PhD student with the Human Centred Technology Research Centre, University of Canberra, Australia
James.Ireland.PhD@gmail.com
The Synthetic Operating Room Table (SORT) dataset (Ireland et al. 2022) is a largescale computer vision focused on instance counting, segmentation and localisation surgical instrument depictions placed on a table. Each class contains two different 3D representations equally likely to be present for a given instance, with exception of the container class that leverages three different 3D models. In total, we generated 89,838 images, split into 60% training (53,906), 20% validation (17,965), and 20% test (17,967), containing 365,469, 121,951 and 122,142 separate object instances, respectively.
The depictions contained are rendered using the Unreal game engine and annotated leveraging the UnrealCV plugin. SORT contains one container class, one material class (gauze) and six instrument classes namely, forceps, scalpels, pincettes (tweezers), syringes, periotomes, and scissors.
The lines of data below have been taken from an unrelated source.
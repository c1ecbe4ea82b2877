//! The inbound update pipeline.
//!
//! Each raw update goes through the same chain: resolve the conversation,
//! then (only if that succeeded) resolve the sender, build a [`Message`] and
//! hand it to the registered listener. Updates whose peers cannot be resolved
//! are dropped without reaching the listener.

use std::any::Any;
use std::panic::AssertUnwindSafe;
use std::sync::{Arc, RwLock};

use dialog_wire::enums;
use dialog_wire::types::UpdateMessage;
use futures::FutureExt;

use crate::message::Message;
use crate::resolver::PeerResolver;

/// Callback receiving every delivered message.
///
/// It runs on whichever runtime worker finished resolving the update, so it
/// must be `Send + Sync` and should not block.
pub type Listener = Arc<dyn Fn(Message) + Send + Sync>;

/// What happened to one update.
#[derive(Clone, Copy, Debug, PartialEq, Eq)]
pub enum Outcome {
    /// The listener was called with the resulting message.
    Delivered,
    /// The update resolved, but no listener was registered.
    NoListener,
    /// Not a message update.
    Ignored,
    Dropped(DropReason),
}

#[derive(Clone, Copy, Debug, PartialEq, Eq)]
pub enum DropReason {
    PeerNotFound,
    SenderNotFound,
    /// The resolver returned an error.
    ResolutionFailed,
    /// Processing (or the listener) panicked.
    Panicked,
}

/// Owns the listener slot and the resolver, and processes updates one at a
/// time per call to [`handle`](Self::handle).
pub struct UpdatePipeline {
    resolver: Arc<dyn PeerResolver>,
    listener: RwLock<Option<Listener>>,
}

impl UpdatePipeline {
    pub fn new(resolver: Arc<dyn PeerResolver>) -> Self {
        Self { resolver, listener: RwLock::new(None) }
    }

    /// Replace the listener; `None` unsubscribes. Updates already past
    /// resolution may still reach the previous listener.
    pub fn set_listener(&self, listener: Option<Listener>) {
        *self.listener.write().unwrap_or_else(|e| e.into_inner()) = listener;
    }

    pub fn has_listener(&self) -> bool {
        self.listener.read().unwrap_or_else(|e| e.into_inner()).is_some()
    }

    /// Process one update. Never panics and never returns an error: every
    /// failure is logged and reported as [`Outcome::Dropped`].
    pub async fn handle(&self, update: enums::Update) -> Outcome {
        let update = match update {
            enums::Update::Message(update) => update,
            other => {
                tracing::trace!("[dialog] ignoring {} update", other.kind());
                return Outcome::Ignored;
            }
        };

        match AssertUnwindSafe(self.process(update)).catch_unwind().await {
            Ok(outcome) => outcome,
            Err(payload) => {
                tracing::warn!("[dialog] update handler panicked: {}", panic_message(&*payload));
                Outcome::Dropped(DropReason::Panicked)
            }
        }
    }

    async fn process(&self, update: UpdateMessage) -> Outcome {
        let peer = match self.resolver.find_out_peer(&update.peer).await {
            Ok(Some(peer)) => peer,
            Ok(None) => {
                tracing::trace!("[dialog] dropping update: peer {:?} not found", update.peer);
                return Outcome::Dropped(DropReason::PeerNotFound);
            }
            Err(e) => {
                tracing::warn!("[dialog] peer resolution failed: {e}");
                return Outcome::Dropped(DropReason::ResolutionFailed);
            }
        };

        let sender = match self.resolver
            .load_sender_out_peer(update.sender_uid, &peer, update.date)
            .await
        {
            Ok(Some(sender)) => sender,
            Ok(None) => {
                tracing::trace!("[dialog] dropping update: sender {} not found", update.sender_uid);
                return Outcome::Dropped(DropReason::SenderNotFound);
            }
            Err(e) => {
                tracing::warn!("[dialog] sender resolution failed: {e}");
                return Outcome::Dropped(DropReason::ResolutionFailed);
            }
        };

        let message = Message::from_wire(&peer, &sender, update.mid, update.date, &update.message);
        self.dispatch(message)
    }

    fn dispatch(&self, message: Message) -> Outcome {
        // Clone out so the lock is not held while the listener runs.
        let listener = self.listener.read().unwrap_or_else(|e| e.into_inner()).clone();
        match listener {
            Some(listener) => {
                listener(message);
                Outcome::Delivered
            }
            None => Outcome::NoListener,
        }
    }
}

fn panic_message(payload: &(dyn Any + Send)) -> &str {
    if let Some(s) = payload.downcast_ref::<&str>() {
        s
    } else if let Some(s) = payload.downcast_ref::<String>() {
        s
    } else {
        "<non-string panic>"
    }
}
To aid in generalisability, each class contains two different 3D representations equally likely to be present for a given instance, with exception of the container class that leverages three different 3D models.
Multi-Sensor Multi-Instrument (MSMI) was recorded in the Human Centred Technology Research Cluster’s Human Observation Laboratory at the University of Canberra (UC), being a 6.65m X 5.97m X 2.99m room, with controlled sound and lighting, for the purpose of Affective computing and HRI studies, but was repurposed for the study of medical instrument instances.MSMI, is foremost the real-world counterpart to the Synthetic Operating Room Table (SORT) dataset, enabling the evaluation of real-world instrument depiction counting analysis. However, MSMI is not solely just a one-for-one real-world analogy for SORT, the dataset expands its functionality by containing both depictions from various points of view (POV) within the scene and different sensors capturing these depictions, hence the multi-sensor part in the title.
In total, MSMI contains 9 temporally synced video feeds each recording a given session at different positions within the room, with two different sensor types, CMOS from the Axis F1015 & the Nikon D3500 and IR from the Intel D315. There is a total of one hundred 15 to 30-minute sessions, in which multiple instruments were placed onto the two tables, interacted with, moved between these surfaces, occasionally dropped, intentionally carried out of the scene and in some cases brought back to be placed on one of the two tables.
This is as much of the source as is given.